Data for this exercise START

//! Customer JSON API against a running server.

#![allow(clippy::unwrap_used)]

use nighthawk_integration_tests::{CustomerJson, SEEDED_EMAIL, TestContext, unique_email};
use nighthawk_server::seed::SAMPLE_CUSTOMERS;
use serde_json::json;

#[tokio::test]
#[ignore = "requires running server and database"]
async fn test_list_is_sorted_and_includes_seeded_customers() {
    let ctx = TestContext::new();

    let customers: Vec<CustomerJson> = ctx
        .client
        .get(ctx.url("/api/customer/"))
        .send()
        .await
        .unwrap()
        .json()
        .await
        .unwrap();

    assert!(customers.iter().any(|c| c.email == SEEDED_EMAIL));
    let seeded: Vec<&str> = customers
        .iter()
        .filter(|c| SAMPLE_CUSTOMERS.iter().any(|s| s.email == c.email))
        .map(|c| c.name.as_str())
        .collect();
    assert_eq!(
        seeded,
        [
            "Alexander Graham Bell",
            "John Mortensen",
            "Madam Currie",
            "Nikola Tesla",
            "Thomas Edison",
        ]
    );
}

#[tokio::test]
#[ignore = "requires running server and database"]
async fn test_create_show_delete() {
    let ctx = TestContext::new();
    let email = unique_email("create");

    let response = ctx.create_customer(&email, "Grace%20Hopper", "12-09-1906").await;
    assert_eq!(response.status(), 201);
    assert_eq!(
        response.text().await.unwrap(),
        format!("{email} is created successfully")
    );

    let created = ctx.find_customer(&email).await.unwrap();
    assert_eq!(created.name, "Grace Hopper");
    assert_eq!(created.last_visited.as_deref(), Some("1906-12-09"));
    assert!(created.order_history.is_empty());

    let shown: CustomerJson = ctx
        .client
        .get(ctx.url(&format!("/api/customer/{}", created.id)))
        .send()
        .await
        .unwrap()
        .json()
        .await
        .unwrap();
    assert_eq!(shown.email, email);

    let deleted = ctx
        .client
        .delete(ctx.url(&format!("/api/customer/delete/{}", created.id)))
        .send()
        .await
        .unwrap();
    assert_eq!(deleted.status(), 200);

    let missing = ctx
        .client
        .get(ctx.url(&format!("/api/customer/{}", created.id)))
        .send()
        .await
        .unwrap();
    assert_eq!(missing.status(), 400);

    let again = ctx
        .client
        .delete(ctx.url(&format!("/api/customer/delete/{}", created.id)))
        .send()
        .await
        .unwrap();
    assert_eq!(again.status(), 400);
}

#[tokio::test]
#[ignore = "requires running server and database"]
async fn test_duplicate_email_conflicts() {
    let ctx = TestContext::new();
    let email = unique_email("dup");

    let first = ctx.create_customer(&email, "First%20Person", "01-01-2000").await;
    assert_eq!(first.status(), 201);

    let second = ctx.create_customer(&email, "Second%20Person", "01-01-2000").await;
    assert_eq!(second.status(), 409);

    let id = ctx.find_customer(&email).await.unwrap().id;
    ctx.delete_customer(id).await;
}

#[tokio::test]
#[ignore = "requires running server and database"]
async fn test_bad_date_is_rejected() {
    let ctx = TestContext::new();
    let email = unique_email("baddate");

    let response = ctx.create_customer(&email, "Ada%20Lovelace", "2020-01-01").await;
    assert_eq!(response.status(), 400);
    assert_eq!(
        response.text().await.unwrap(),
        "2020-01-01 error; try MM-dd-yyyy"
    );
    assert!(ctx.find_customer(&email).await.is_none());
}

#[tokio::test]
#[ignore = "requires running server and database"]
async fn test_search_matches_substring_ignoring_case() {
    let ctx = TestContext::new();

    let matches: Vec<CustomerJson> = ctx
        .client
        .post(ctx.url("/api/customer/search"))
        .json(&json!({ "term": "TESLA" }))
        .send()
        .await
        .unwrap()
        .json()
        .await
        .unwrap();

    assert!(matches.iter().any(|c| c.email == "niko@gmail.com"));
}

#[tokio::test]
#[ignore = "requires running server and database"]
async fn test_set_stats_merges_by_date() {
    let ctx = TestContext::new();
    let email = unique_email("stats");
    ctx.create_customer(&email, "Stats%20Person", "03-04-2001").await;
    let id = ctx.find_customer(&email).await.unwrap().id;

    let post = |body: serde_json::Value| {
        ctx.client
            .post(ctx.url("/api/customer/setStats"))
            .json(&body)
            .send()
    };

    let first = post(json!({"id": id, "date": "2024-01-01", "product": "Eggs", "quantity": 2}))
        .await
        .unwrap();
    assert_eq!(first.status(), 200);
    post(json!({"id": id.to_string(), "date": "2024-01-02", "product": "Beef"}))
        .await
        .unwrap();
    let updated: CustomerJson = post(json!({"id": id, "date": "2024-01-01", "quantity": 3}))
        .await
        .unwrap()
        .json()
        .await
        .unwrap();

    assert_eq!(updated.order_history.len(), 2);
    assert_eq!(updated.order_history["2024-01-01"], json!({"quantity": 3}));
    assert_eq!(updated.order_history["2024-01-02"], json!({"product": "Beef"}));

    ctx.delete_customer(id).await;
}

#[tokio::test]
#[ignore = "requires running server and database"]
async fn test_set_stats_unknown_customer() {
    let ctx = TestContext::new();

    let response = ctx
        .client
        .post(ctx.url("/api/customer/setStats"))
        .json(&json!({"id": i32::MAX, "date": "2024-01-01"}))
        .send()
        .await
        .unwrap();

    assert_eq!(response.status(), 400);
}
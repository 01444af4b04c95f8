//! Joke repository for database operations.

use sqlx::PgPool;

use nighthawk_core::JokeId;

use super::RepositoryError;
use crate::models::Joke;

/// Which counter a reaction increments.
#[derive(Debug, Clone, Copy, PartialEq, Eq)]
pub enum Reaction {
    /// Like (`haha`).
    Haha,
    /// Dislike (`boohoo`).
    Boohoo,
}

/// Repository for joke database operations.
pub struct JokeRepository<'a> {
    pool: &'a PgPool,
}

impl<'a> JokeRepository<'a> {
    /// Create a new joke repository.
    #[must_use]
    pub const fn new(pool: &'a PgPool) -> Self {
        Self { pool }
    }

    /// Every joke, in insertion order.
    ///
    /// # Errors
    ///
    /// Returns `RepositoryError::Database` if the query fails.
    pub async fn find_all(&self) -> Result<Vec<Joke>, RepositoryError> {
        let jokes = sqlx::query_as::<_, Joke>("SELECT id, joke, haha, boohoo FROM joke ORDER BY id")
            .fetch_all(self.pool)
            .await?;

        Ok(jokes)
    }

    /// Find jokes whose text matches ignoring case.
    ///
    /// # Errors
    ///
    /// Returns `RepositoryError::Database` if the query fails.
    pub async fn find_by_text_ignore_case(&self, text: &str) -> Result<Vec<Joke>, RepositoryError> {
        let jokes = sqlx::query_as::<_, Joke>(
            "SELECT id, joke, haha, boohoo FROM joke WHERE lower(joke) = lower($1) ORDER BY id",
        )
        .bind(text)
        .fetch_all(self.pool)
        .await?;

        Ok(jokes)
    }

    /// Insert a joke with both counters at zero.
    ///
    /// # Errors
    ///
    /// Returns `RepositoryError::Conflict` if the text already exists (ignoring case).
    /// Returns `RepositoryError::Database` for other database errors.
    pub async fn insert(&self, text: &str) -> Result<Joke, RepositoryError> {
        sqlx::query_as::<_, Joke>(
            r"
            INSERT INTO joke (joke, haha, boohoo)
            VALUES ($1, 0, 0)
            RETURNING id, joke, haha, boohoo
            ",
        )
        .bind(text)
        .fetch_one(self.pool)
        .await
        .map_err(|e| RepositoryError::from_unique(e, "joke"))
    }

    /// Atomically increment one counter and return the updated joke.
    ///
    /// Returns `None` if the ID is unknown.
    ///
    /// # Errors
    ///
    /// Returns `RepositoryError::Database` if the update fails.
    pub async fn react(&self, id: JokeId, reaction: Reaction) -> Result<Option<Joke>, RepositoryError> {
        let sql = match reaction {
            Reaction::Haha => {
                "UPDATE joke SET haha = haha + 1 WHERE id = $1 RETURNING id, joke, haha, boohoo"
            }
            Reaction::Boohoo => {
                "UPDATE joke SET boohoo = boohoo + 1 WHERE id = $1 RETURNING id, joke, haha, boohoo"
            }
        };

        let joke = sqlx::query_as::<_, Joke>(sql)
            .bind(id)
            .fetch_optional(self.pool)
            .await?;

        Ok(joke)
    }
}
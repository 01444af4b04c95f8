//! Authentication error types.

use thiserror::Error;

use crate::db::RepositoryError;

/// Errors that can occur during authentication operations.
#[derive(Debug, Error)]
pub enum AuthError {
    /// Invalid email format.
    #[error("invalid email: {0}")]
    InvalidEmail(#[from] nighthawk_core::EmailError),

    /// Wrong password, or no usable password on record.
    #[error("invalid credentials")]
    InvalidCredentials,

    /// No customer matches the username.
    #[error("user not found with username: {0}")]
    UserNotFound(String),

    /// Repository/database error.
    #[error("database error: {0}")]
    Repository(#[from] RepositoryError),

    /// Password hashing error.
    #[error("password hashing error")]
    PasswordHash,
}
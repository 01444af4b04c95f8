//! Core types for Nighthawk.
//!
//! This module provides type-safe wrappers for the customer domain.

pub mod email;
pub mod id;
pub mod order_history;

pub use email::{Email, EmailError};
pub use id::*;
pub use order_history::{AttributeValue, OrderEntry, OrderHistory, OrderHistoryError};
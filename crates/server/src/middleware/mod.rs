//! HTTP middleware stack.
//!
//! # Middleware Order (outermost first)
//!
//! 1. Sentry layers (capture errors, transactions)
//! 2. `TraceLayer` (request tracing)
//! 3. Request ID (add unique ID to each request)
//! 4. Security headers (CSP, framing, sniffing)
//! 5. Session layer (tower-sessions with `PostgreSQL` store)

pub mod auth;
pub mod request_id;
pub mod security_headers;
pub mod session;

pub use auth::{OptionalAuth, clear_current_customer, set_current_customer};
pub use request_id::request_id_middleware;
pub use security_headers::security_headers_middleware;
pub use session::create_session_layer;
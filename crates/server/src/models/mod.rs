//! Domain models for the customer application.

pub mod customer;
pub mod joke;
pub mod membership;
pub mod product;
pub mod session;

pub use customer::{
    API_DATE_FORMAT, Customer, CustomerDraft, DateFormatError, FORM_DATE_FORMAT, ValidationError,
    parse_api_date, parse_form_date, validate_name,
};
pub use joke::Joke;
pub use membership::Membership;
pub use product::CustomerProduct;
pub use session::{CurrentCustomer, keys as session_keys};
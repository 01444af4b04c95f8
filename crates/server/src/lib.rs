//! Nighthawk customer server library.
//!
//! Exposes the router, services and seeder so the binary, the CLI and the
//! tests share one implementation.

#![cfg_attr(not(test), forbid(unsafe_code))]

pub mod config;
pub mod db;
pub mod error;
pub mod filters;
pub mod middleware;
pub mod models;
pub mod routes;
pub mod seed;
pub mod services;
pub mod state;

use axum::extract::State;
use axum::http::StatusCode;
use axum::{Router, routing::get};
use tower_http::services::ServeDir;
use tower_http::trace::{DefaultOnResponse, OnResponse, TraceLayer};
use tracing::Span;

use state::AppState;

/// Build the application router with sessions, tracing and security headers.
///
/// Sentry layers are added by the binary on top of this.
pub fn app(state: AppState) -> Router {
    let session_layer = middleware::create_session_layer(state.pool(), state.config());
    let static_dir = ServeDir::new(&state.config().static_dir);

    Router::new()
        .route("/health", get(health))
        .route("/health/ready", get(readiness))
        .merge(routes::routes())
        .nest_service("/static", static_dir)
        .layer(session_layer)
        .layer(axum::middleware::from_fn(
            middleware::security_headers_middleware,
        ))
        .layer(axum::middleware::from_fn(middleware::request_id_middleware))
        .layer(
            TraceLayer::new_for_http()
                .make_span_with(|request: &axum::http::Request<_>| {
                    tracing::info_span!(
                        "http_request",
                        method = %request.method(),
                        uri = %request.uri(),
                        request_id = tracing::field::Empty,
                        status = tracing::field::Empty,
                        latency_ms = tracing::field::Empty,
                    )
                })
                .on_response(
                    |response: &axum::http::Response<_>,
                     latency: std::time::Duration,
                     span: &Span| {
                        span.record("status", response.status().as_u16());
                        span.record(
                            "latency_ms",
                            u64::try_from(latency.as_millis()).unwrap_or(u64::MAX),
                        );
                        DefaultOnResponse::default().on_response(response, latency, span);
                    },
                ),
        )
        .with_state(state)
}

/// Liveness health check endpoint.
///
/// Returns "ok" if the server is running. Does not check dependencies.
async fn health() -> &'static str {
    "ok"
}

/// Readiness health check endpoint.
///
/// Returns 503 Service Unavailable if the database is not reachable.
async fn readiness(State(state): State<AppState>) -> StatusCode {
    match sqlx::query("SELECT 1").fetch_one(state.pool()).await {
        Ok(_) => StatusCode::OK,
        Err(e) => {
            tracing::warn!(error = %e, "Readiness check failed");
            StatusCode::SERVICE_UNAVAILABLE
        }
    }
}
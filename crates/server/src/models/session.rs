//! Session-related types.
//!
//! Types stored in the session for authentication state.

use serde::{Deserialize, Serialize};

use nighthawk_core::Email;

use crate::services::auth::Identity;

/// Session-stored identity of the signed-in customer.
#[derive(Debug, Clone, Serialize, Deserialize)]
pub struct CurrentCustomer {
    /// Login username.
    pub email: Email,
    /// Product names granted to the customer.
    pub authorities: Vec<String>,
}

impl From<Identity> for CurrentCustomer {
    fn from(identity: Identity) -> Self {
        Self {
            email: identity.username,
            authorities: identity.authorities,
        }
    }
}

/// Session keys for authentication data.
pub mod keys {
    /// Key for storing the current logged-in customer.
    pub const CURRENT_CUSTOMER: &str = "current_customer";
}
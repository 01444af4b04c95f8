//! Joke JSON API against a running server.

#![allow(clippy::unwrap_used)]

use nighthawk_integration_tests::{JokeJson, TestContext};

async fn first_joke(ctx: &TestContext) -> JokeJson {
    let jokes: Vec<JokeJson> = ctx
        .client
        .get(ctx.url("/api/jokes/"))
        .send()
        .await
        .unwrap()
        .json()
        .await
        .unwrap();

    jokes.into_iter().next().expect("seeded jokes missing")
}

#[tokio::test]
#[ignore = "requires running server and database"]
async fn test_like_increments_haha_only() {
    let ctx = TestContext::new();
    let before = first_joke(&ctx).await;

    let after: JokeJson = ctx
        .client
        .put(ctx.url(&format!("/api/jokes/like/{}", before.id)))
        .send()
        .await
        .unwrap()
        .json()
        .await
        .unwrap();

    assert_eq!(after.joke, before.joke);
    assert!(after.haha > before.haha);
    assert!(after.boohoo >= before.boohoo);
}

#[tokio::test]
#[ignore = "requires running server and database"]
async fn test_jeer_increments_boohoo() {
    let ctx = TestContext::new();
    let before = first_joke(&ctx).await;

    let after: JokeJson = ctx
        .client
        .put(ctx.url(&format!("/api/jokes/jeer/{}", before.id)))
        .send()
        .await
        .unwrap()
        .json()
        .await
        .unwrap();

    assert!(after.boohoo > before.boohoo);
}

#[tokio::test]
#[ignore = "requires running server and database"]
async fn test_unknown_joke_is_bad_request() {
    let ctx = TestContext::new();

    let response = ctx
        .client
        .put(ctx.url(&format!("/api/jokes/like/{}", i32::MAX)))
        .send()
        .await
        .unwrap();

    assert_eq!(response.status(), 400);
}
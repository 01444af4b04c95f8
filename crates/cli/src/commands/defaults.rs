//! Customer defaults backfill command.

use nighthawk_server::config::validate_secret_strength;
use nighthawk_server::services::CustomerService;

use super::{CommandError, connect};

/// Set `password` on customers without one and grant `product` to customers without any.
///
/// The password must pass the same strength check as `NIGHTHAWK_DEFAULT_PASSWORD`.
pub async fn run(password: &str, product: &str) -> Result<(), CommandError> {
    check_arguments(password, product)?;

    let pool = connect().await?;
    let report = CustomerService::new(&pool)
        .defaults(password, product.trim())
        .await?;

    tracing::info!(
        "Defaults applied: {} passwords set, {} customers granted {}",
        report.passwords_set,
        report.products_granted,
        product
    );
    Ok(())
}

/// Reject weak passwords and blank product names before connecting.
fn check_arguments(password: &str, product: &str) -> Result<(), CommandError> {
    validate_secret_strength(password, "--password")?;
    if product.trim().is_empty() {
        return Err(CommandError::BlankProduct);
    }
    Ok(())
}

#[cfg(test)]
mod tests {
    use nighthawk_server::config::ConfigError;

    use super::*;

    #[test]
    fn test_blank_password_is_rejected() {
        assert!(matches!(
            check_arguments("", "ROLE_USER"),
            Err(CommandError::Config(ConfigError::InsecureSecret(_, _)))
        ));
    }

    #[test]
    fn test_weak_password_is_rejected() {
        assert!(matches!(
            check_arguments("aaaaaaaa", "ROLE_USER"),
            Err(CommandError::Config(ConfigError::InsecureSecret(_, _)))
        ));
        assert!(matches!(
            check_arguments("changeme123", "ROLE_USER"),
            Err(CommandError::Config(ConfigError::InsecureSecret(_, _)))
        ));
    }

    #[test]
    fn test_blank_product_is_rejected() {
        assert!(matches!(
            check_arguments("s3cr3t-Backfill!", "  "),
            Err(CommandError::BlankProduct)
        ));
    }

    #[test]
    fn test_strong_password_passes() {
        assert!(check_arguments("s3cr3t-Backfill!", "ROLE_USER").is_ok());
    }
}
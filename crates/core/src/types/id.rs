//! Newtype IDs for type-safe entity references.
//!
//! Every table in the customer schema is keyed by a `SERIAL` column. The
//! `define_id!` macro wraps those keys so a `ProductId` can never be passed
//! where a `CustomerId` is expected, which matters most for the
//! customer/product join relation where both sides are plain integers.

/// Macro to define a type-safe ID wrapper.
///
/// Creates a newtype wrapper around `i32` with:
/// - `Serialize`/`Deserialize` with `#[serde(transparent)]`
/// - `Debug`, `Clone`, `Copy`, `PartialEq`, `Eq`, `Hash`, `PartialOrd`, `Ord`
/// - Conversion methods: `new()`, `as_i32()`
/// - `From<i32>`, `Into<i32>` and `FromStr` implementations
/// - `sqlx` `Type`, `Encode`, and `Decode` implementations (with `postgres` feature)
///
/// # Example
///
/// ```rust
/// # use nighthawk_core::define_id;
/// define_id!(InvoiceId);
/// define_id!(LineItemId);
///
/// let invoice = InvoiceId::new(1);
/// let parsed: InvoiceId = "1".parse().unwrap();
/// assert_eq!(invoice, parsed);
///
/// // These are different types, so this won't compile:
/// // let _: InvoiceId = LineItemId::new(1);
/// ```
#[macro_export]
macro_rules! define_id {
    ($name:ident) => {
        #[derive(
            Debug,
            Clone,
            Copy,
            PartialEq,
            Eq,
            Hash,
            PartialOrd,
            Ord,
            ::serde::Serialize,
            ::serde::Deserialize
        )]
        #[serde(transparent)]
        pub struct $name(i32);

        impl $name {
            /// Create a new ID from an i32 value.
            #[must_use]
            pub const fn new(id: i32) -> Self {
                Self(id)
            }

            /// Get the underlying i32 value.
            #[must_use]
            pub const fn as_i32(&self) -> i32 {
                self.0
            }
        }

        impl ::core::fmt::Display for $name {
            fn fmt(&self, f: &mut ::core::fmt::Formatter<'_>) -> ::core::fmt::Result {
                write!(f, "{}", self.0)
            }
        }

        impl ::core::str::FromStr for $name {
            type Err = ::core::num::ParseIntError;

            fn from_str(s: &str) -> ::core::result::Result<Self, Self::Err> {
                s.trim().parse::<i32>().map(Self)
            }
        }

        impl From<i32> for $name {
            fn from(id: i32) -> Self {
                Self(id)
            }
        }

        impl From<$name> for i32 {
            fn from(id: $name) -> Self {
                id.0
            }
        }

        #[cfg(feature = "postgres")]
        impl ::sqlx::Type<::sqlx::Postgres> for $name {
            fn type_info() -> ::sqlx::postgres::PgTypeInfo {
                <i32 as ::sqlx::Type<::sqlx::Postgres>>::type_info()
            }

            fn compatible(ty: &::sqlx::postgres::PgTypeInfo) -> bool {
                <i32 as ::sqlx::Type<::sqlx::Postgres>>::compatible(ty)
            }
        }

        #[cfg(feature = "postgres")]
        impl<'r> ::sqlx::Decode<'r, ::sqlx::Postgres> for $name {
            fn decode(
                value: ::sqlx::postgres::PgValueRef<'r>,
            ) -> ::core::result::Result<Self, ::sqlx::error::BoxDynError> {
                let id = <i32 as ::sqlx::Decode<::sqlx::Postgres>>::decode(value)?;
                Ok(Self(id))
            }
        }

        #[cfg(feature = "postgres")]
        impl ::sqlx::Encode<'_, ::sqlx::Postgres> for $name {
            fn encode_by_ref(
                &self,
                buf: &mut ::sqlx::postgres::PgArgumentBuffer,
            ) -> ::std::result::Result<::sqlx::encode::IsNull, ::sqlx::error::BoxDynError> {
                <i32 as ::sqlx::Encode<::sqlx::Postgres>>::encode_by_ref(&self.0, buf)
            }
        }
    };
}

define_id!(CustomerId);
define_id!(ProductId);
define_id!(MembershipId);
define_id!(JokeId);

#[cfg(test)]
#[allow(clippy::unwrap_used)]
mod tests {
    use super::*;

    #[test]
    fn test_parse_trims_whitespace() {
        let id: CustomerId = " 42 ".parse().unwrap();
        assert_eq!(id.as_i32(), 42);
    }

    #[test]
    fn test_parse_rejects_garbage() {
        assert!("forty-two".parse::<JokeId>().is_err());
        assert!("".parse::<ProductId>().is_err());
    }

    #[test]
    fn test_serializes_as_bare_integer() {
        let json = serde_json::to_string(&MembershipId::new(7)).unwrap();
        assert_eq!(json, "7");

        let id: MembershipId = serde_json::from_str("7").unwrap();
        assert_eq!(id, MembershipId::new(7));
    }

    #[test]
    fn test_display_matches_inner_value() {
        assert_eq!(CustomerId::new(3).to_string(), "3");
        assert_eq!(i32::from(CustomerId::from(9)), 9);
    }
}
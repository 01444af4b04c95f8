//! Joke model.

use serde::Serialize;

use nighthawk_core::JokeId;

/// A joke with like (`haha`) and dislike (`boohoo`) counters.
#[derive(Debug, Clone, PartialEq, Eq, Serialize, sqlx::FromRow)]
pub struct Joke {
    pub id: JokeId,
    pub joke: String,
    pub haha: i32,
    pub boohoo: i32,
}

Data for this exercise END

**Task goal:** For every line of the records that includes the string "parsed", add one to a tally; the answer is that tally alone.

**Solution to this problem:** 2